The importance of the chronicle surpasses the mere historical; it has a historiographical importance all of its own. Del Río is one of the earlier writers to air what the king's councils had privately debated for years, if not decades, the futility or otherwise of fighting the Netherlandish rebels. Sensing the lack of enthusiasm in Spain for Philip II's endless wars, and seeing it spread into an attack on a life of arms instead of letters, Del Río's account seeks to confront the war-weariness of Spain by both idiolising great warriors but also by firmly labelling the Dutch Revolt as a direct attack on Catholicism, rather than any form of proto-nationalism. He has many heroes, quite apart from Don Juan. For instance, he is an admirer of the duke of Alva, and he underlines his own "neo-conservative" belief in the righteousness of superior military force when he describes the duke's arrival in the Low Countries: King Philip "embió con un gruesso exército a don Fernando Alvarez de Toledo, duque de Alva, con la fama de cuya llegada los conjurados perdieron el ánimo" ("King Philip sent the duke of Alva with a huge army, and when they heard of his arrival the conspirators lost heart"). Del Río then went on to lament - as is often the case - how military success was let down by an inability to find local politicians worthy of the task of constructing peace.

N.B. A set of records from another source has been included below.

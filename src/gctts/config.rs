use std::path::PathBuf;

use serde::{Deserialize, Serialize};

#[derive(Serialize, Deserialize)]
pub struct GoogleCloudTextToSpeechConfig {
    /// Path to service credentials file.
    pub(crate) service_account_path: PathBuf,
}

Based on the 1601 version of the chronicle, this edition authoritatively and succinctly deals with the major variants. The introduction quietly reveals how important Del Río was in many aspects of Flamenco-Spanish relations, pointing out that he was responsible for royal decrees on witchcraft in both Spain and the Netherlands. The biographical index which ends the volume provides brief but precise summaries of the careers of even the middle-ranking characters who appear in the chronicle. In sum, Echevarría and Edelmayer have provided us with an exemplary example of international scholarship. If the chronicle illuminates only a brief period, then it nonetheless casts such a power light on these two years that one cannot help wondering how much we are missing for those years for which we have no Martín Antonio Del Río.